Japan lost, but not dead, in deflation


For Japan, the 1990s are commonly referred to as the “lost decade.” Those that know me are aware that I look beyond that and actually regard a quarter-century as the appropriate “lost” duration. However, if one really thinks about what has transpired and where we are today, it is rather impressive that Japan continues to function in much the same way. Similar to Jesper Koll, who is now head of Tantallon Research, I find promise in Japan’s sustained, and comparatively large, investment in capex.

The problem for equity investors is one of procyclicality. And unfortunately, the global recession has displayed all the things that could go wrong and did (among them, the velocity of capital fleeing; widespread asset correlation; and the lack of sovereign unity towards a concerted acknowledgment and solution).
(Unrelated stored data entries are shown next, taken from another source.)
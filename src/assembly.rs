//! Assembly engine: materialize every manifest entry into the lodge.
//!
//! ## Process
//!
//! 1.  **Order**: entries are visited shallowest target first (stable), so a
//!     nested entry always lands on top of its enclosing checkout.
//!
//! 2.  **Materialize**: each entry's source is handed to the
//!     [`SourceProvider`]. Paths owned by nested entries are passed along as
//!     overlays so that the enclosing checkout does not count them as local
//!     modifications. A nested git entry is refused when its enclosing
//!     checkout tracks files at its target.
//!
//! 3.  **Exclude**: nested targets are listed in the enclosing checkout's
//!     `.git/info/exclude`, keeping `git status` in that checkout clean.
//!
//! 4.  **Hooks** (optional): with `exec_post_freeze`, every entry's
//!     post-freeze commands run against its lodge subtree.
//!
//! The first failing entry stops the run. Entries already materialized stay
//! on disk and the error names the failing target.

use std::collections::BTreeSet;
use std::fs;
use std::path::Path;

use log::{debug, info};

use crate::error::{Error, Result, Step};
use crate::hooks::{self, Phase};
use crate::locator::Workspace;
use crate::manifest::{Entry, Manifest, Source};
use crate::path;
use crate::source::{self, SourceProvider};

/// Options for [`apply`].
#[derive(Debug, Clone, Copy, Default)]
pub struct ApplyOptions {
    /// Run post-freeze hooks against the lodge after assembling it.
    pub exec_post_freeze: bool,
}

/// Outcome of materializing a single entry.
#[derive(Debug, Clone, PartialEq, Eq)]
pub struct AppliedEntry {
    pub target: String,
    pub kind: &'static str,
    /// Checked-out commit, for git entries.
    pub revision: Option<String>,
}

/// Summary of an [`apply`] run, in the order entries were processed.
#[derive(Debug, Clone, Default, PartialEq, Eq)]
pub struct ApplyReport {
    pub entries: Vec<AppliedEntry>,
    /// Number of entries whose hooks were executed.
    pub hooks_run: usize,
}

/// Assemble the lodge described by `manifest`.
pub fn apply(
    workspace: &Workspace,
    manifest: &Manifest,
    provider: &SourceProvider,
    options: &ApplyOptions,
) -> Result<ApplyReport> {
    let ordered = manifest.ordered();
    let mut report = ApplyReport::default();

    for entry in &ordered {
        info!("Applying {}", entry.describe());
        let revision = apply_entry(workspace, entry, &ordered, provider)
            .map_err(|e| e.for_entry(&entry.target, Step::Apply))?;

        report.entries.push(AppliedEntry {
            target: entry.target.clone(),
            kind: entry.source.kind(),
            revision,
        });
    }

    if options.exec_post_freeze {
        for entry in &ordered {
            if entry.post_freeze.is_empty() {
                continue;
            }
            let subtree = workspace.lodge_path(&entry.target);
            hooks::run_for_entry(entry, &subtree, &workspace.root, Phase::Apply)
                .map_err(|e| e.for_entry(&entry.target, Step::Hook))?;
            report.hooks_run += 1;
        }
    }

    Ok(report)
}

fn apply_entry(
    workspace: &Workspace,
    entry: &Entry,
    ordered: &[&Entry],
    provider: &SourceProvider,
) -> Result<Option<String>> {
    let target_abs = workspace.lodge_path(&entry.target);
    let overlays = match entry.source {
        Source::Git { .. } => {
            if let Some(parent) = enclosing_checkout(ordered, &entry.target) {
                ensure_untracked_by(workspace, provider, &entry.target, parent)?;
            }
            source::overlay_paths(&entry.target, ordered.iter().map(|e| e.target.as_str()))
        }
        Source::File { .. } => Vec::new(),
    };

    let revision = provider.materialize(&entry.source, &target_abs, &workspace.root, &overlays)?;

    if revision.is_some() && !overlays.is_empty() {
        let patterns: Vec<String> = overlays.iter().map(|o| format!("/{}", o)).collect();
        exclude_nested(&target_abs, &patterns)?;
    }
    Ok(revision)
}

/// The deepest git entry strictly enclosing `target`.
fn enclosing_checkout<'a>(ordered: &[&'a Entry], target: &str) -> Option<&'a Entry> {
    ordered
        .iter()
        .copied()
        .filter(|e| matches!(e.source, Source::Git { .. }))
        .filter(|e| path::is_strictly_within(target, &e.target))
        .max_by_key(|e| e.depth())
}

/// Refuse a nested git target that the enclosing checkout tracks files
/// under. Every checkout of the enclosing entry would write them into the
/// nested clone.
fn ensure_untracked_by(
    workspace: &Workspace,
    provider: &SourceProvider,
    target: &str,
    parent: &Entry,
) -> Result<()> {
    let parent_abs = workspace.lodge_path(&parent.target);
    let Some(relative) = path::relative_to(target, &parent.target) else {
        return Ok(());
    };
    let git = provider.git();
    let relative = relative.trim_start_matches('/');
    if !git.is_checkout(&parent_abs) || !git.tracks(&parent_abs, relative)? {
        return Ok(());
    }
    Err(Error::DirtyTarget {
        path: workspace.lodge_path(target),
        reason: format!(
            "the checkout at {} tracks files there, so {} cannot be cloned over them",
            parent.target, target
        ),
    })
}

/// Append `patterns` to the checkout's `.git/info/exclude`, skipping lines
/// already present.
///
/// Checkouts whose `.git` is a gitlink file are left alone.
fn exclude_nested(checkout: &Path, patterns: &[String]) -> Result<()> {
    let git_dir = checkout.join(".git");
    if !git_dir.is_dir() {
        return Ok(());
    }
    let exclude = git_dir.join("info").join("exclude");
    ensure_lines(&exclude, patterns)
}

fn ensure_lines(file: &Path, lines: &[String]) -> Result<()> {
    let existing = match fs::read_to_string(file) {
        Ok(content) => content,
        Err(e) if e.kind() == std::io::ErrorKind::NotFound => String::new(),
        Err(e) => return Err(Error::Io(e)),
    };
    let present: BTreeSet<&str> = existing.lines().map(str::trim).collect();

    let mut missing: Vec<&str> = Vec::new();
    for line in lines {
        if !present.contains(line.as_str()) && !missing.contains(&line.as_str()) {
            missing.push(line);
        }
    }
    if missing.is_empty() {
        return Ok(());
    }

    debug!("Excluding {} in {}", missing.join(", "), file.display());
    let mut content = existing;
    if !content.is_empty() && !content.ends_with('\n') {
        content.push('\n');
    }
    for line in missing {
        content.push_str(line);
        content.push('\n');
    }
    if let Some(parent) = file.parent() {
        fs::create_dir_all(parent)?;
    }
    fs::write(file, content)?;
    Ok(())
}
Meanwhile, interestingly, Japanese companies keep plugging away, while both domestic and overseas consumers, and investors, alike, keep shying away. Unsurprisingly, I see no change in the procyclical behavior of people, whether in government, the markets, or among consumers. It almost seems like a catch-22 to be publicly traded.

In closing, as we rapidly approach the extended Golden Week holiday, let’s remember that the economic situation could be far worse than what it is. A decent chunk of companies will report earnings prior to GW, while a majority will be reporting after. The mood seems to be one of deflated expectations that go hand-in-hand with deflated results and outlooks. Although deflated does not mean dead, it means for the time being a misguided cap on the promise of what could come out of all the capex. The reality is that the best way to play Japan is either to be a trader, or to look for dividend yield supported by stable cash flows. In all likelihood, the Nikkei remains range bound: 7,000 at the bottom and 9,000 to the upside.

Pricey Japanese stocks?


Pricey, and Japanese stocks, are typically not heard together in the same sentence. However, since last September’s market rout, earnings have deteriorated to the point that the Nikkei 225 is trading at over 175x forward earnings; 10.1x on a trailing basis. No doubt the ratio will swell some more, potentially going negative for a quarter, before it begins to ease. For some time now, I have believed that Japanese stocks are being priced fairly by the market. Still, it remains true that money managers the world over see deep value in Japan.

In order to prevent this article from getting long winded I will summarize my position as follows: (1) Recent trading has been ostensibly positive given the strong rally in percentage terms off the bottom, but the action has been quite thin; which leads me to point (2) in that the 9,000 level has proven pretty elusive due it being right about the middle point of last year’s finish and this year’s high (remember the N225 flirted with 6,000 a month ago); and (3) buying up headline exporters and bank stocks is the easy and obvious way to play, but lack of participation and depth in this rally will surely create a situation of more range bound trading between 7,000 and 9,000. Therefore, with all eyes on the U.S., and with the country’s financial magicians seemingly running out of rabbits, I would exercise caution at current levels. Aside from media cheerleading, last check the economic negatives far outweighed the positives.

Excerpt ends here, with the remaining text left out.